No answer from Jun. Kiyoshi found a hatch in the floor. It led to a zip tube—a common alternative to stairs in zero-gee environments.

A powered grab handle carried him ‘down’ at an agonizingly slow pace. The zip tube had portholes set into the sides. He saw:

A woman who seemed to be pregnant with a cube

A man with two heads, one in the normal place, one growing out of the side of his neck

A teenage girl who looked ordinary except that she had smooth skin where her eyes should be

A man so old that Kiyoshi couldn’t tell if he was dead or not

All of them lay motionless, strapped to cots, except for the girl, who was solving math problems on a whiteboard.

“Jun? Jun, this is sick. These are
experiments.”

“I know,” Jun said, sounding a bit distant. “It’s worse than the human breeding program the Chinese were running on Tiangong Erhao, and that’s saying something.”

Kiyoshi wanted to shoot out the portholes and put these poor souls out of their misery. He twisted around on the grab handle and aimed his carbine at the top of the zip-tube. He expected the security guards to appear there at any second.

“What else have you found?” he asked Jun, to take his mind off the portholes.

“Oh. Just computers.”

“Boooring.”

“If you thought Pallas had a lot of capacity? Double that.
Triple
that. I’ve got as much power now as … oh, say, Switzerland.”

Kiyoshi frowned. Then his suit squealed an alarm, and his left arm went numb. He bounced off the wall. The suit reported damage to its armor on his left elbow. He’d let the bastards get the jump on him.
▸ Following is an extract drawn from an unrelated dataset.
pub mod analyze;
pub mod check;
pub mod config;
pub mod translate;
He shot back with the carbine—the suit did the work his left arm couldn’t do. The tower was swaying more than ever now, so he couldn’t see his opponents and they couldn’t see him around the curvature of the zip tube, but both sides had smart munitions that could self-guide to their targets. The suit pelted him with damage reports.

“Cell six-three-eight,” Jun said. “You’re almost there.”
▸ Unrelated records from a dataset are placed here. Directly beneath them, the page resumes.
//! Code Assistant
//!
//! The capability the analyzer's consumers use for AI help: a one-sentence
//! function summary and a function translation. Failures never reach the
//! analysis itself; `enhance_summaries` records them per function.

use async_trait::async_trait;
use futures::stream::{self, StreamExt};
use serde::Serialize;
use tracing::{debug, info};

use super::prompt::{PromptTemplates, strip_code_fence};
use super::provider::SharedProvider;
use crate::analyzer::Language;
use crate::config::LlmConfig;
use crate::types::{AnalysisResult, Result};

#[async_trait]
pub trait CodeAssistant: Send + Sync {
    /// One-sentence description of the function `name`
    async fn summarize(&self, name: &str, code: &str, language: Language) -> Result<String>;

    /// `code` rewritten in the target language
    async fn translate(&self, code: &str, from: Language, to: &str) -> Result<String>;
}

/// `CodeAssistant` backed by an LLM provider
pub struct LlmAssistant {
    provider: SharedProvider,
    summary_max_tokens: u32,
    translate_max_tokens: u32,
}

impl LlmAssistant {
    pub fn new(provider: SharedProvider, config: &LlmConfig) -> Self {
        Self {
            provider,
            summary_max_tokens: config.summary_max_tokens,
            translate_max_tokens: config.translate_max_tokens,
        }
    }
}

#[async_trait]
impl CodeAssistant for LlmAssistant {
    async fn summarize(&self, name: &str, code: &str, language: Language) -> Result<String> {
        let prompt = PromptTemplates::summary(name, language.as_str(), code);
        let output = self
            .provider
            .complete(&prompt, self.summary_max_tokens)
            .await?;
        Ok(output.lines().next().unwrap_or_default().trim().to_string())
    }

    async fn translate(&self, code: &str, from: Language, to: &str) -> Result<String> {
        info!(
            "Translating {} function to {} via {}",
            from,
            to,
            self.provider.name()
        );
        let prompt = PromptTemplates::translation(from.as_str(), to, code);
        let output = self
            .provider
            .complete(&prompt, self.translate_max_tokens)
            .await?;
        Ok(strip_code_fence(&output).to_string())
    }
}

/// A function whose summary could not be generated
#[derive(Debug, Clone, PartialEq, Eq, Serialize)]
pub struct SummaryFailure {
    pub function: String,
    /// `MODEL_ERROR: ...`, `HTTP_ERROR: ...` or `SYSTEM_ERROR: ...`
    pub message: String,
}

/// Outcome of `enhance_summaries`
#[derive(Debug, Clone)]
pub struct Enhancement {
    pub result: AnalysisResult,
    pub failures: Vec<SummaryFailure>,
}

/// Replace synthesized summaries with generated ones.
///
/// Doc-comment summaries are kept. The input is never modified; functions
/// whose request fails keep their synthesized summary and are reported in
/// `failures` in declaration order.
pub async fn enhance_summaries(
    assistant: &dyn CodeAssistant,
    analysis: &AnalysisResult,
    concurrency: usize,
) -> Enhancement {
    let language = analysis.language;
    let pending: Vec<usize> = analysis
        .functions
        .iter()
        .enumerate()
        .filter(|(_, f)| f.is_synthesized())
        .map(|(i, _)| i)
        .collect();

    debug!(
        "Enhancing {} of {} function summaries",
        pending.len(),
        analysis.functions.len()
    );

    let outcomes: Vec<(usize, Result<String>)> = stream::iter(pending)
        .map(|index| {
            let record = &analysis.functions[index];
            async move {
                let outcome = assistant
                    .summarize(&record.name, &record.source_slice, language)
                    .await;
                (index, outcome)
            }
        })
        .buffered(concurrency.max(1))
        .collect()
        .await;

    let mut result = analysis.clone();
    let mut failures = Vec::new();
    for (index, outcome) in outcomes {
        match outcome {
            Ok(summary) if !summary.is_empty() => result.set_generated_summary(index, summary),
            Ok(_) => failures.push(SummaryFailure {
                function: analysis.functions[index].name.clone(),
                message: "MODEL_ERROR: empty summary".to_string(),
            }),
            Err(e) => failures.push(SummaryFailure {
                function: analysis.functions[index].name.clone(),
                message: e.tagged(),
            }),
        }
    }

    Enhancement { result, failures }
}

#[cfg(test)]
mod tests {
    use super::*;
    use crate::ai::provider::{ErrorCategory, LlmError, LlmProvider};
    use crate::analyzer::CodeAnalyzer;
    use crate::types::{LensError, SummarySource};
    use std::sync::{Arc, Mutex};

    /// Replies per prompt content; records the token limit of every call
    struct MockProvider {
        limits: Mutex<Vec<u32>>,
    }

    impl MockProvider {
        fn shared() -> Arc<Self> {
            Arc::new(Self {
                limits: Mutex::new(Vec::new()),
            })
        }
    }

    #[async_trait]
    impl LlmProvider for MockProvider {
        async fn complete(&self, prompt: &str, max_tokens: u32) -> Result<String> {
            self.limits.lock().unwrap().push(max_tokens);
            if prompt.contains("'broken'") {
                return Err(
                    LlmError::with_provider(ErrorCategory::Network, "connection reset", "mock")
                        .into(),
                );
            }
            if prompt.contains("'garbled'") {
                return Err(LlmError::new(ErrorCategory::ParseError, "no results").into());
            }
            if prompt.starts_with("Convert this") {
                return Ok("```rust\nfn add(a: i32, b: i32) -> i32 { a + b }\n```".to_string());
            }
            Ok(" Adds two numbers.\nExtra rambling.".to_string())
        }

        fn name(&self) -> &str {
            "mock"
        }

        fn model(&self) -> &str {
            "mock-1"
        }

        async fn health_check(&self) -> Result<bool> {
            Ok(true)
        }
    }

    fn assistant(provider: Arc<MockProvider>) -> LlmAssistant {
        LlmAssistant::new(provider, &LlmConfig::default())
    }

    const SOURCE: &str = "\
def add(a, b):
    return a + b

def broken():
    pass

def documented():
    \"\"\"Already explained.\"\"\"

def garbled(x):
    return x
";

    #[tokio::test]
    async fn test_summarize_takes_first_line() {
        let provider = MockProvider::shared();
        let summary = assistant(provider.clone())
            .summarize("add", "def add(a, b): ...", Language::Python)
            .await
            .unwrap();
        assert_eq!(summary, "Adds two numbers.");
        assert_eq!(*provider.limits.lock().unwrap(), vec![50]);
    }

    #[tokio::test]
    async fn test_translate_strips_fence() {
        let provider = MockProvider::shared();
        let code = assistant(provider.clone())
            .translate("def add(a, b): return a + b", Language::Python, "Rust")
            .await
            .unwrap();
        assert_eq!(code, "fn add(a: i32, b: i32) -> i32 { a + b }");
        assert_eq!(*provider.limits.lock().unwrap(), vec![400]);
    }

    #[tokio::test]
    async fn test_enhance_isolates_failures() {
        let analysis = CodeAnalyzer::default().analyze(SOURCE, "math.py");
        let snapshot = analysis.clone();
        let enhancement = enhance_summaries(&assistant(MockProvider::shared()), &analysis, 2).await;

        // Input untouched
        assert_eq!(analysis, snapshot);

        let result = &enhancement.result;
        let add = result.function("add").unwrap();
        assert_eq!(add.summary, "Adds two numbers.");
        assert_eq!(add.summary_source, SummarySource::Generated);

        let documented = result.function("documented").unwrap();
        assert_eq!(documented.summary, "Already explained.");
        assert_eq!(documented.summary_source, SummarySource::DocComment);

        assert!(result.function("broken").unwrap().is_synthesized());

        let failed: Vec<_> = enhancement
            .failures
            .iter()
            .map(|f| (f.function.as_str(), f.message.split(':').next().unwrap()))
            .collect();
        assert_eq!(failed, vec![("broken", "HTTP_ERROR"), ("garbled", "MODEL_ERROR")]);
    }

    #[tokio::test]
    async fn test_enhance_sends_only_synthesized() {
        let provider = MockProvider::shared();
        let analysis = CodeAnalyzer::default().analyze(SOURCE, "math.py");
        enhance_summaries(&assistant(provider.clone()), &analysis, 0).await;
        assert_eq!(provider.limits.lock().unwrap().len(), 3);
    }

    #[tokio::test]
    async fn test_system_failure_tag() {
        struct Offline;

        #[async_trait]
        impl CodeAssistant for Offline {
            async fn summarize(&self, _: &str, _: &str, _: Language) -> Result<String> {
                Err(LensError::Config("no provider".to_string()))
            }
            async fn translate(&self, _: &str, _: Language, _: &str) -> Result<String> {
                Err(LensError::Config("no provider".to_string()))
            }
        }

        let analysis = CodeAnalyzer::default().analyze("def f():\n    pass\n", "f.py");
        let enhancement = enhance_summaries(&Offline, &analysis, 4).await;
        assert_eq!(enhancement.failures.len(), 1);
        assert_eq!(
            enhancement.failures[0].message,
            "SYSTEM_ERROR: Config error: no provider"
        );
    }
}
“Can you get these assholes off my back?”

He shot out the porthole of cell 638, dived through the gap, and glanced fearfully at the human form on the bed.

It took him a minute to recognize the boss without his hair and beard.

Like all the other prisoners, Qusantin Hasselblatter, a.k.a. Konstantin X, lay strapped down on a bare cot.

Fiberoptic wires sprouted out of a translucent turban on his head. Kiyoshi looked closer. The translucent stuff was in fact some kind of medical wrapping. The top of the boss’s skull had been removed. The wires went through the wrapping, into the boss’s brain.

“Heh,” Kiyoshi said. “So this is what they meant by helping with their research.”

The boss’s eyes opened. Misty, their gaze wavered, reinforcing the impression that the boss had aged thirty years overnight.

On an impulse, Kiyoshi took off his helmet.

He smelled virulent antiseptic, and the odor of burning from the firefight. Distant klaxons sounded outside the tower. No ruckus from the security goons. Jun must’ve dispatched them.

“Hey, you mad bastard,” he said roughly. “It’s me.”

The boss-man stared at him without apparent recognition. “I’ll never tell you anything,” he grunted.

“Then I guess there’s no point asking why you ruined my life.”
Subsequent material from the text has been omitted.